Data

We use nationally representative cross-sectional survey data from the 2001–2012 Behavioral Risk Factor Surveillance System (BRFSS), the largest telephone health survey in the United States (Mokdad, 2009). The BRFSS employs a multistage, stratified sampling approach to collect uniform, state-specific data on health, health behaviors, and disease risk factors related to diseases, injuries, and infections in the adult population (CDC, 2022). The dataset includes annual samples from all 50 states, and the District of Columbia, with sample sizes varying between 200,000 and 400,000 for each state. BRFSS questionnaires consist of three parts: 1) the core component, 2) optional modules, and 3) state-added questions. We use data from the core component to examine associations between racial/ethnic status, SES, and health. We are limited to the 2001–2012 BRFSS data, as the detailed race data necessary to construct measures of multiracial status are not publicly available for more recent years. We use supplemental data from the optional modules and state-added questions to explore the contribution of three non-socioeconomic pathways (early life social conditions, race-related experiences, and health behaviors) to racial/ethnic differences in health. We provide a detailed breakdown of missing data for each variable in Supplementary Table 1. While demographic characteristics, SES measurements, and health behaviors belong to the core component of the questionnaires, early life social conditions and race-related experiences are all optional modules only provided during select years and by select states (see Supplementary Table 2 for more information).

Health outcomes

Our analysis examines two self-reported health measures from BRFSS. The first measures days of poor mental health. Respondents were asked “thinking about your mental health, which includes stress, depression, and problems with emotions, for how many days during the past 30 days was your mental health not good?”, with response categories ranging from 0 to 30 days. The second measures days of poor physical health, based on the question “thinking about your physical health, which includes physical illness and injury, for how many days during the past 30 days was your physical health not good?”, with responses again ranging from 0 to 30 days.
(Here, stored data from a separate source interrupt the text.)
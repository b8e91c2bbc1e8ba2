//! English display names and aliases for country codes.
//!
//! Boundary datasets disagree on naming ("Czechia" vs "Czech Republic",
//! "United States" vs "United States of America"), so each code carries the
//! list of names seen across providers. The first alias is the preferred
//! display name.

use crate::types::CountryCode;

/// Format: (alpha-3 code, aliases). `XKX` and `XNC` are project pseudo-codes
/// for Kosovo and Northern Cyprus, which have no ISO assignment.
const COUNTRY_ALIASES: &[(&str, &[&str])] = &[
    ("AFG", &["Afghanistan"]),
    ("ALB", &["Albania"]),
    ("DZA", &["Algeria"]),
    ("AND", &["Andorra"]),
    ("AGO", &["Angola"]),
    ("ATG", &["Antigua and Barbuda"]),
    ("ARG", &["Argentina"]),
    ("ARM", &["Armenia"]),
    ("AUS", &["Australia"]),
    ("AUT", &["Austria"]),
    ("AZE", &["Azerbaijan"]),
    ("BHS", &["Bahamas", "The Bahamas"]),
    ("BHR", &["Bahrain"]),
    ("BGD", &["Bangladesh"]),
    ("BRB", &["Barbados"]),
    ("BLR", &["Belarus"]),
    ("BEL", &["Belgium"]),
    ("BLZ", &["Belize"]),
    ("BEN", &["Benin"]),
    ("BTN", &["Bhutan"]),
    ("BOL", &["Bolivia"]),
    ("BIH", &["Bosnia and Herzegovina", "Bosnia and Herz."]),
    ("BWA", &["Botswana"]),
    ("BRA", &["Brazil"]),
    ("BRN", &["Brunei", "Brunei Darussalam"]),
    ("BGR", &["Bulgaria"]),
    ("BFA", &["Burkina Faso"]),
    ("BDI", &["Burundi"]),
    ("KHM", &["Cambodia"]),
    ("CMR", &["Cameroon"]),
    ("CAN", &["Canada"]),
    ("CPV", &["Cape Verde", "Cabo Verde"]),
    ("CAF", &["Central African Republic", "Central African Rep."]),
    ("TCD", &["Chad"]),
    ("CHL", &["Chile"]),
    ("CHN", &["China", "People's Republic of China"]),
    ("COL", &["Colombia"]),
    ("COM", &["Comoros"]),
    ("COG", &["Republic of the Congo", "Congo-Brazzaville"]),
    ("COD", &["Democratic Republic of the Congo", "Dem. Rep. Congo", "Congo-Kinshasa"]),
    ("CRI", &["Costa Rica"]),
    ("CIV", &["Ivory Coast", "Cote d'Ivoire", "Côte d'Ivoire"]),
    ("HRV", &["Croatia"]),
    ("CUB", &["Cuba"]),
    ("CYP", &["Cyprus"]),
    ("CZE", &["Czechia", "Czech Republic"]),
    ("DNK", &["Denmark"]),
    ("DJI", &["Djibouti"]),
    ("DMA", &["Dominica"]),
    ("DOM", &["Dominican Republic", "Dominican Rep."]),
    ("ECU", &["Ecuador"]),
    ("EGY", &["Egypt"]),
    ("SLV", &["El Salvador"]),
    ("GNQ", &["Equatorial Guinea", "Eq. Guinea"]),
    ("ERI", &["Eritrea"]),
    ("EST", &["Estonia"]),
    ("SWZ", &["Eswatini", "Swaziland"]),
    ("ETH", &["Ethiopia"]),
    ("FJI", &["Fiji"]),
    ("FIN", &["Finland"]),
    ("FRA", &["France"]),
    ("GAB", &["Gabon"]),
    ("GMB", &["Gambia", "The Gambia"]),
    ("GEO", &["Georgia"]),
    ("DEU", &["Germany"]),
    ("GHA", &["Ghana"]),
    ("GRC", &["Greece"]),
    ("GRD", &["Grenada"]),
    ("GTM", &["Guatemala"]),
    ("GIN", &["Guinea"]),
    ("GNB", &["Guinea-Bissau"]),
    ("GUY", &["Guyana"]),
    ("HTI", &["Haiti"]),
    ("HND", &["Honduras"]),
    ("HUN", &["Hungary"]),
    ("ISL", &["Iceland"]),
    ("IND", &["India"]),
    ("IDN", &["Indonesia"]),
    ("IRN", &["Iran", "Islamic Republic of Iran"]),
    ("IRQ", &["Iraq"]),
    ("IRL", &["Ireland"]),
    ("ISR", &["Israel"]),
    ("ITA", &["Italy"]),
    ("JAM", &["Jamaica"]),
    ("JPN", &["Japan"]),
    ("JOR", &["Jordan"]),
    ("KAZ", &["Kazakhstan"]),
    ("KEN", &["Kenya"]),
    ("KIR", &["Kiribati"]),
    ("PRK", &["North Korea", "Dem. Rep. Korea"]),
    ("KOR", &["South Korea", "Republic of Korea"]),
    ("XKX", &["Kosovo", "Republic of Kosovo"]),
    ("KWT", &["Kuwait"]),
    ("KGZ", &["Kyrgyzstan"]),
    ("LAO", &["Laos", "Lao PDR"]),
    ("LVA", &["Latvia"]),
    ("LBN", &["Lebanon"]),
    ("LSO", &["Lesotho"]),
    ("LBR", &["Liberia"]),
    ("LBY", &["Libya"]),
    ("LIE", &["Liechtenstein"]),
    ("LTU", &["Lithuania"]),
    ("LUX", &["Luxembourg"]),
    ("MDG", &["Madagascar"]),
    ("MWI", &["Malawi"]),
    ("MYS", &["Malaysia"]),
    ("MDV", &["Maldives"]),
    ("MLI", &["Mali"]),
    ("MLT", &["Malta"]),
    ("MHL", &["Marshall Islands"]),
    ("MRT", &["Mauritania"]),
    ("MUS", &["Mauritius"]),
    ("MEX", &["Mexico"]),
    ("FSM", &["Micronesia", "Federated States of Micronesia"]),
    ("MDA", &["Moldova", "Republic of Moldova"]),
    ("MCO", &["Monaco"]),
    ("MNG", &["Mongolia"]),
    ("MNE", &["Montenegro"]),
    ("MAR", &["Morocco"]),
    ("MOZ", &["Mozambique"]),
    ("MMR", &["Myanmar", "Burma"]),
    ("NAM", &["Namibia"]),
    ("NRU", &["Nauru"]),
    ("NPL", &["Nepal"]),
    ("NLD", &["Netherlands", "The Netherlands"]),
    ("NZL", &["New Zealand"]),
    ("NIC", &["Nicaragua"]),
    ("NER", &["Niger"]),
    ("NGA", &["Nigeria"]),
    ("MKD", &["North Macedonia", "Macedonia"]),
    ("XNC", &["Northern Cyprus", "N. Cyprus"]),
    ("NOR", &["Norway"]),
    ("OMN", &["Oman"]),
    ("PAK", &["Pakistan"]),
    ("PLW", &["Palau"]),
    ("PSE", &["Palestine", "State of Palestine"]),
    ("PAN", &["Panama"]),
    ("PNG", &["Papua New Guinea"]),
    ("PRY", &["Paraguay"]),
    ("PER", &["Peru"]),
    ("PHL", &["Philippines", "The Philippines"]),
    ("POL", &["Poland"]),
    ("PRT", &["Portugal"]),
    ("QAT", &["Qatar"]),
    ("ROU", &["Romania"]),
    ("RUS", &["Russia", "Russian Federation"]),
    ("RWA", &["Rwanda"]),
    ("KNA", &["Saint Kitts and Nevis", "St. Kitts and Nevis"]),
    ("LCA", &["Saint Lucia", "St. Lucia"]),
    ("VCT", &["Saint Vincent and the Grenadines", "St. Vin. and Gren."]),
    ("WSM", &["Samoa"]),
    ("SMR", &["San Marino"]),
    ("STP", &["Sao Tome and Principe", "São Tomé and Príncipe"]),
    ("SAU", &["Saudi Arabia"]),
    ("SEN", &["Senegal"]),
    ("SRB", &["Serbia", "Republic of Serbia"]),
    ("SYC", &["Seychelles"]),
    ("SLE", &["Sierra Leone"]),
    ("SGP", &["Singapore"]),
    ("SVK", &["Slovakia"]),
    ("SVN", &["Slovenia"]),
    ("SLB", &["Solomon Islands", "Solomon Is."]),
    ("SOM", &["Somalia"]),
    ("ZAF", &["South Africa"]),
    ("SSD", &["South Sudan", "S. Sudan"]),
    ("ESP", &["Spain"]),
    ("LKA", &["Sri Lanka"]),
    ("SDN", &["Sudan"]),
    ("SUR", &["Suriname"]),
    ("SWE", &["Sweden"]),
    ("CHE", &["Switzerland"]),
    ("SYR", &["Syria", "Syrian Arab Republic"]),
    ("TWN", &["Taiwan"]),
    ("TJK", &["Tajikistan"]),
    ("TZA", &["Tanzania", "United Republic of Tanzania"]),
    ("THA", &["Thailand"]),
    ("TLS", &["Timor-Leste", "East Timor"]),
    ("TGO", &["Togo"]),
    ("TON", &["Tonga"]),
    ("TTO", &["Trinidad and Tobago"]),
    ("TUN", &["Tunisia"]),
    ("TUR", &["Turkey", "Türkiye", "Turkiye"]),
    ("TKM", &["Turkmenistan"]),
    ("TUV", &["Tuvalu"]),
    ("UGA", &["Uganda"]),
    ("UKR", &["Ukraine"]),
    ("ARE", &["United Arab Emirates"]),
    ("GBR", &["United Kingdom", "Great Britain"]),
    ("USA", &["United States of America", "United States"]),
    ("URY", &["Uruguay"]),
    ("UZB", &["Uzbekistan"]),
    ("VUT", &["Vanuatu"]),
    ("VEN", &["Venezuela"]),
    ("VNM", &["Vietnam", "Viet Nam"]),
    ("YEM", &["Yemen"]),
    ("ZMB", &["Zambia"]),
    ("ZWE", &["Zimbabwe"]),
];

/// Exact (case-insensitive) name lookup, used as the resolver's second tier.
pub fn code_for_name(name: &str) -> Option<CountryCode> {
    let target = name.trim().to_lowercase();
    if target.is_empty() {
        return None;
    }
    for (code, aliases) in COUNTRY_ALIASES {
        if aliases.iter().any(|alias| alias.to_lowercase() == target) {
            return CountryCode::parse(code);
        }
    }
    None
}

/// Resolves an arbitrary display name: exact case-insensitive equality over
/// the whole table first, then a substring-containment pass in table order.
///
/// Containment tolerates provider suffixes ("United States of America" vs
/// "United States") at the cost of fuzziness; trying equality over every
/// entry before any containment keeps names like "South Sudan" from being
/// captured by the shorter "Sudan" alias.
pub fn code_for_display_name(name: &str) -> Option<CountryCode> {
    if let Some(code) = code_for_name(name) {
        return Some(code);
    }
    let target = name.trim().to_lowercase();
    if target.is_empty() {
        return None;
    }
    for (code, aliases) in COUNTRY_ALIASES {
        if aliases
            .iter()
            .any(|alias| target.contains(&alias.to_lowercase()))
        {
            return CountryCode::parse(code);
        }
    }
    None
}

/// Checks whether a candidate display name belongs to a given code, by
/// case-insensitive equality or containment of any of the code's aliases.
pub fn name_matches(code: &CountryCode, candidate: &str) -> bool {
    let target = candidate.trim().to_lowercase();
    if target.is_empty() {
        return false;
    }
    aliases_for(code).iter().any(|alias| {
        let alias = alias.to_lowercase();
        alias == target || target.contains(&alias)
    })
}

/// All known aliases for a code; empty for codes outside the table.
pub fn aliases_for(code: &CountryCode) -> &'static [&'static str] {
    COUNTRY_ALIASES
        .iter()
        .find(|(c, _)| *c == code.as_str())
        .map(|(_, aliases)| *aliases)
        .unwrap_or(&[])
}

/// Preferred English display name for a code.
pub fn display_name_for(code: &CountryCode) -> Option<&'static str> {
    aliases_for(code).first().copied()
}

#[cfg(test)]
mod tests {
    use super::*;

    #[test]
    fn test_exact_lookup_is_case_insensitive() {
        let code = code_for_name("cZeCh RePuBlIc").expect("known alias");
        assert_eq!(code.as_str(), "CZE");
    }

    #[test]
    fn test_historic_aliases() {
        assert_eq!(code_for_name("Czechia").expect("known").as_str(), "CZE");
        assert_eq!(code_for_name("Czech Republic").expect("known").as_str(), "CZE");
        assert_eq!(code_for_name("Burma").expect("known").as_str(), "MMR");
        assert_eq!(code_for_name("Ivory Coast").expect("known").as_str(), "CIV");
        assert_eq!(code_for_name("Kosovo").expect("known").as_str(), "XKX");
    }

    #[test]
    fn test_containment_tolerates_suffixes() {
        let code = code_for_display_name("United States of America (contiguous)")
            .expect("containment match");
        assert_eq!(code.as_str(), "USA");
    }

    #[test]
    fn test_unknown_name() {
        assert!(code_for_name("Atlantis").is_none());
        assert!(code_for_display_name("Atlantis").is_none());
        assert!(code_for_name("").is_none());
    }

    #[test]
    fn test_name_matches() {
        let usa = CountryCode::parse("USA").expect("code");
        assert!(name_matches(&usa, "United States"));
        assert!(name_matches(&usa, "United States of America"));
        assert!(!name_matches(&usa, "Mexico"));
        assert!(!name_matches(&usa, ""));
    }

    // Every alias must resolve back to its own code. Because equality over
    // the full table wins before any containment, this enumeration catches
    // alias collisions (one country's alias being a substring of another's
    // name) as soon as a new table entry introduces one.
    #[test]
    fn test_every_alias_resolves_to_its_own_code() {
        for (code, aliases) in COUNTRY_ALIASES {
            for alias in *aliases {
                let resolved = code_for_display_name(alias)
                    .unwrap_or_else(|| panic!("alias {alias} did not resolve"));
                assert_eq!(
                    resolved.as_str(),
                    *code,
                    "alias {alias:?} resolved to {resolved} instead of {code}"
                );
            }
        }
    }

    #[test]
    fn test_codes_are_unique_and_valid() {
        let mut seen = std::collections::HashSet::new();
        for (code, aliases) in COUNTRY_ALIASES {
            assert!(CountryCode::parse(code).is_some(), "bad code {code}");
            assert!(seen.insert(*code), "duplicate code {code}");
            assert!(!aliases.is_empty(), "no aliases for {code}");
        }
    }
}
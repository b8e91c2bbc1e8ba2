use serde::{Deserialize, Serialize};

/// Availability classification of a country in the library.
///
/// `None` is the default for any code the status table does not know about;
/// such countries render with the neutral land style.
#[derive(Debug, Clone, Copy, PartialEq, Eq, Hash, Default, Serialize, Deserialize)]
#[serde(rename_all = "snake_case")]
pub enum CountryStatus {
    Available,
    ComingSoon,
    Soon,
    #[default]
    None,
}

impl CountryStatus {
    /// Human-readable label for the detail panel.
    pub fn label(&self) -> &'static str {
        match self {
            CountryStatus::Available => "Available",
            CountryStatus::ComingSoon => "Coming soon",
            CountryStatus::Soon => "Soon",
            CountryStatus::None => "Not available yet",
        }
    }

    pub fn is_available(&self) -> bool {
        matches!(self, CountryStatus::Available)
    }
}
These measures are widely used in population health research and avoid possible bias from relying on diagnosed conditions that could reflect differential healthcare access (Zahran et al., 2005; Pierannunzi et al., 2013). We report the distribution of these two dependent variables, as well as major demographic controls, in Table 1.

Race and ethnicity classification

We use detailed race and ethnicity questions in BRFSS to construct our primary independent variables. Respondents were first asked “Are you Hispanic or Latino?” and then “Which one or more of the following would you say is your race?” with options to select multiple categories: (1) White, (2) Black, (3) Asian, (4) Native Hawaiian or Other Pacific Islander, (5) American Indian or Alaska Native, and (6) Other Races. To create mutually exclusive categories, we first classify all respondents of Hispanic origin as Hispanic regardless of racial identification, which means we cannot identify multiracial patterns among Hispanic respondents. Among non-Hispanic respondents, we then classify participants into 10 categories: monoracial White, monoracial Black, monoracial Asian, monoracial Native Hawaiian/Pacific Islander, monoracial American Indian or Alaska Native, Other monoracial race, Black multiracial, American Indian or Alaska Native multiracial, Asian multiracial, and Other multiracial. The non-Hispanic specification is assumed for all racial categories in our analyses.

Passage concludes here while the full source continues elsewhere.